Ok, I tidied it up a bit to show you how nice it is to build it incrementally. Initially, for binary operators and no lexer, it was an 80 line C program, of which a lot were utility functions to do with the functions rather than the parser. To make the code easier to understand it only works with integers.

Usually I'd seperate this out into different files, but for now I'm posting them as standalone c programs... They are all tested compiling on gcc. For those involving sqrt you'll need to link the maths library in (gcc -lm file.c).

#include <stdio.h>
 
#define TOK_END 0
#define TOK_INT 1
#define TOK_OP  2
 
#define OP_PLUS 0
#define OP_MUL  1
 
// 7 + 2 * 3
 
int pos = 0;
struct TOKEN
{
    int Type;
    int Val;
} test[] = {
    {TOK_INT, 7},
    {TOK_OP, OP_PLUS},
    {TOK_INT, 2},
    {TOK_OP, OP_MUL},
    {TOK_INT, 3}
}, tok;
 
int Op_Add(int left, int right)
{
    return left + right;
}
 
int Op_Mul(int left, int right)
{
    return left * right;
}
 
struct OPERATOR
{
    int Precedence;
    void* func;
} Ops[] = {
    {30,&Op_Add},
    {40,&Op_Mul}
};
 
int lbp(struct TOKEN token)
{
    if (token.Type == TOK_OP)
        return Ops[token.Val].Precedence;
    return 0;
}
 
int led(struct TOKEN token, int left)
{
    int right = expression(lbp(token));
 
    int (*fun)(int, int) = Ops[token.Val].func;
    return fun(left, right);
}
 
int nud(struct TOKEN token)
{
    if (token.Type == TOK_INT)
        return token.Val;
    return -1;
}
 
int expression(int rbp)
{
    struct TOKEN token = tok;
    tok = test[++pos];
    int left = nud(token);
 
    while (lbp(tok) > rbp)
    {
        token = tok;
        tok = test[++pos];
        left = led(token, left);
    }
 
    return left;
}
 
int main(int argc, char **argv)
{
    tok = test[0];
 
    printf("%i\n", expression(0));
    return 0;
}

(Simple.c Simple.exe)

It then got more complex gradually:

Next up is error checking. Again it's very easy to add, as you just need to add default statements to the switches and else statements for ifs for unexpeced tokens. After that I'll do the same for AutoIt.

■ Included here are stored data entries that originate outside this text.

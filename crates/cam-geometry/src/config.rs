//! Configuration module for cam-geometry
//!
//! Centralizes the tolerance values and defaults used by tessellation, the
//! boolean engine, and offset generation, plus named presets in place of
//! hardcoded literals scattered through the codebase.
//!
//! # Usage
//!
//! ```rust
//! use cam_geometry::config::{EngineConfig, TessellationConfig};
//!
//! // Use defaults
//! let engine = EngineConfig::default();
//! println!("Default scale: {}", engine.scale);
//!
//! // Or pick a preset
//! let precise = EngineConfig::high_precision();
//! ```

use serde::{Deserialize, Serialize};

// =============================================================================
// FILL RULE / JOIN / TANGENCY ENUMS
// =============================================================================

/// Fill rule applied by the boolean engine when resolving overlapping rings
/// into positive/negative regions (spec §4.D).
#[derive(Debug, Clone, Copy, PartialEq, Eq, Serialize, Deserialize, Default)]
pub enum FillRule {
    EvenOdd,
    #[default]
    NonZero,
    Positive,
}

/// Join style used when generating an offset (spec §4.E.2). `Round` is the
/// only join the `geo-buf`-backed solver implements; requesting another
/// surfaces as [`crate::error::CamGeometryError::EngineMissingFunction`].
#[derive(Debug, Clone, Copy, PartialEq, Eq, Serialize, Deserialize, Default)]
pub enum JoinType {
    #[default]
    Round,
    Miter,
    Bevel,
}

/// How the boolean engine treats contours that are near-touching rather than
/// strictly overlapping (spec §4.D "Tangency policy").
#[derive(Debug, Clone, Copy, PartialEq, Eq, Serialize, Deserialize, Default)]
pub enum TangencyStrategy {
    /// Treat near-touching contours as distinct; no merging.
    None,
    /// Merge contours within `tangency_epsilon` of one another.
    #[default]
    Merge,
    /// Keep contours distinct but record the adjacency for callers.
    Keep,
}

// =============================================================================
// TESSELLATION CONFIGURATION
// =============================================================================

/// Configuration for tessellating analytic/stroked shapes into vertex rings
/// (spec §4.B).
#[derive(Debug, Clone, Copy, PartialEq, Serialize, Deserialize)]
pub struct TessellationConfig {
    /// Target chord length used by the adaptive segment-count formula.
    /// Default: 0.05
    pub target_segment_length: f64,

    /// Lower clamp on segment count. Always rounded up to a multiple of 8.
    /// Default: 8
    pub min_segments: u32,

    /// Upper clamp on segment count.
    /// Default: 512
    pub max_segments: u32,

    /// General vertex-identity threshold, in caller units.
    /// Default: 0.001
    pub coordinate_precision: f64,
}

impl Default for TessellationConfig {
    fn default() -> Self {
        Self {
            target_segment_length: 0.05,
            min_segments: 8,
            max_segments: 512,
            coordinate_precision: 0.001,
        }
    }
}

impl TessellationConfig {
    /// Finer adaptive tessellation for high-precision fusion/offset work.
    pub const FINE: Self = Self {
        target_segment_length: 0.01,
        min_segments: 16,
        max_segments: 1024,
        coordinate_precision: 0.0005,
    };

    /// Coarser tessellation for fast interactive previews.
    pub const COARSE: Self = Self {
        target_segment_length: 0.2,
        min_segments: 8,
        max_segments: 128,
        coordinate_precision: 0.005,
    };
}

// =============================================================================
// ENGINE CONFIGURATION
// =============================================================================

/// Clamp a requested scale factor into the supported integer range
/// (spec §4.D).
pub fn clamp_scale(requested: i64) -> i64 {
    requested.clamp(1_000, 1_000_000)
}

/// Clamp a requested tangency epsilon into the supported integer range
/// (spec §4.D / §6).
pub fn clamp_tangency_epsilon(requested: i64) -> i64 {
    requested.clamp(10, 1000)
}

/// Configuration for the boolean engine, its integer scaling, and offset
/// generation (spec §4.D, §4.E, §6 "Configuration option catalogue").
#[derive(Debug, Clone, Copy, PartialEq, Serialize, Deserialize)]
pub struct EngineConfig {
    /// Fixed-point scale factor, clamped to `[1_000, 1_000_000]`.
    /// Default: 10 000
    pub scale: i64,

    /// Segment count used for a unit circle when adaptive tessellation is
    /// not applicable.
    /// Default: 64
    pub polygon_resolution: u32,

    /// Whether arc provenance is registered and carried through fusion.
    /// Default: true
    pub preserve_arcs: bool,

    /// Whether `generate_offset` attempts arc recovery on the result ring.
    /// Default: true
    pub enable_arc_reconstruction: bool,

    /// How near-touching contours are handled during fusion.
    pub tangency_strategy: TangencyStrategy,

    /// Integer-scale tangency tolerance, clamped to `[10, 1000]`.
    /// Default: `scale * 0.0003`
    pub tangency_epsilon: i64,

    /// Validation threshold: primitives whose bounds exceed this emit a
    /// warning rather than being rejected outright.
    /// Default: 1000.0
    pub max_coordinate: f64,

    /// Fill rule passed through to the solver.
    pub fill_rule: FillRule,

    /// Offset join policy.
    pub join: JoinType,

    /// Offset miter limit, expressed as a multiple of the offset distance.
    /// Default: 2.0
    pub miter_limit: f64,

    /// Tessellation tunables used internally by `fuse`/`generate_offset`.
    pub tessellation: TessellationConfig,
}

impl Default for EngineConfig {
    fn default() -> Self {
        let scale = 10_000;
        Self {
            scale,
            polygon_resolution: 64,
            preserve_arcs: true,
            enable_arc_reconstruction: true,
            tangency_strategy: TangencyStrategy::Merge,
            tangency_epsilon: clamp_tangency_epsilon((scale as f64 * 0.0003) as i64),
            max_coordinate: 1000.0,
            fill_rule: FillRule::NonZero,
            join: JoinType::Round,
            miter_limit: 2.0,
            tessellation: TessellationConfig::default(),
        }
    }
}

impl EngineConfig {
    /// High precision configuration: finer scale and tessellation, tighter
    /// tangency handling. For production fusion/offset passes.
    pub fn high_precision() -> Self {
        Self {
            scale: clamp_scale(100_000),
            tessellation: TessellationConfig::FINE,
            ..Default::default()
        }
    }

    /// Fast preview configuration: coarser scale and tessellation, for
    /// interactive work.
    pub fn preview() -> Self {
        Self {
            scale: clamp_scale(1_000),
            tessellation: TessellationConfig::COARSE,
            ..Default::default()
        }
    }
}

// =============================================================================
// CONVENIENCE CONSTANTS
// =============================================================================

/// Common tolerance constants for direct use without constructing a full
/// [`EngineConfig`].
pub mod tolerances {
    /// Default fixed-point scale factor.
    pub const DEFAULT_SCALE: i64 = 10_000;

    /// Minimum allowed scale factor.
    pub const MIN_SCALE: i64 = 1_000;

    /// Maximum allowed scale factor.
    pub const MAX_SCALE: i64 = 1_000_000;

    /// Minimum allowed tangency epsilon (integer scale units).
    pub const MIN_TANGENCY_EPSILON: i64 = 10;

    /// Maximum allowed tangency epsilon (integer scale units).
    pub const MAX_TANGENCY_EPSILON: i64 = 1000;
}

/// Common tessellation constants for direct use.
pub mod tessellation {
    /// Default target segment chord length.
    pub const DEFAULT_TARGET_SEGMENT_LENGTH: f64 = 0.05;

    /// Fine target segment chord length.
    pub const FINE_TARGET_SEGMENT_LENGTH: f64 = 0.01;

    /// Coarse target segment chord length.
    pub const COARSE_TARGET_SEGMENT_LENGTH: f64 = 0.2;

    /// Segment counts are always rounded to a multiple of this value.
    pub const SEGMENT_MULTIPLE: u32 = 8;
}

#[cfg(test)]
mod tests {
    use super::*;

    #[test]
    fn default_config_clamps_are_already_satisfied() {
        let cfg = EngineConfig::default();
        assert_eq!(cfg.scale, clamp_scale(cfg.scale));
        assert_eq!(
            cfg.tangency_epsilon,
            clamp_tangency_epsilon(cfg.tangency_epsilon)
        );
    }

    #[test]
    fn clamp_scale_respects_bounds() {
        assert_eq!(clamp_scale(500), 1_000);
        assert_eq!(clamp_scale(5_000_000), 1_000_000);
        assert_eq!(clamp_scale(50_000), 50_000);
    }

    #[test]
    fn clamp_tangency_epsilon_respects_bounds() {
        assert_eq!(clamp_tangency_epsilon(1), 10);
        assert_eq!(clamp_tangency_epsilon(5000), 1000);
    }

    #[test]
    fn presets_produce_valid_scales() {
        assert_eq!(EngineConfig::high_precision().scale, 100_000);
        assert_eq!(EngineConfig::preview().scale, 1_000);
    }
}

The lexer is a mess at the moment, so I'll tidy that up sometime.

If anyones interested about what I did to go from one step to the next then just ask :graduated:

Mat

Edit: Added exes.

Edited by Mat
Link to comment
Share on other sites

And for those interested: Simple.au3

Cool. :graduated:

btw, Why did you make the distinction between TOK_OP with params and TOK_INT with params instead of just TOK_INT and TOK_ADD, TOK_MUL? Only because python example does it like that?

$s = "7 + 2 * 3"
Global $test = lex($s)

MsgBox(0, $s, expression(0))


Func lex($s)
    Local $out[100][2]
    $arr = StringSplit($s, '', 2)
    $n = 0
    For $i = 0 To UBound($arr)-1
        Switch $arr[$i]
            Case " "
                ContinueLoop
            Case "0" To "9"
                $out[$n][0] = $TOK_INT
                $out[$n][1] = lexNumber($arr, $i)
                $n += 1
            Case "+"
                $out[$n][0] = $TOK_OP
                $out[$n][1] = $OP_ADD
                $n += 1
            Case "*"
                $out[$n][0] = $TOK_OP
                $out[$n][1] = $OP_MUL
                $n += 1
        EndSwitch
    Next
    $out[$n][0] = 0
    $out[$n][1] = 0
    Return $out
EndFunc

Func lexNumber($s, ByRef $i)
    $out = ""
    While $s[$i] >= "0" And $s[$i] <= "9"
        $out &= $s[$i]
        $i += 1

        If $i = UBound($s) Then ExitLoop
    WEnd
    $i -= 1
    Return $out
EndFunc
Edited by Manadar
Link to comment
Share on other sites

Thats a nice simple way to do it... I was thinking of using the operator array and adding strings to it rather than looking for the tokens in the switch statement... It would make it very easy to add operators.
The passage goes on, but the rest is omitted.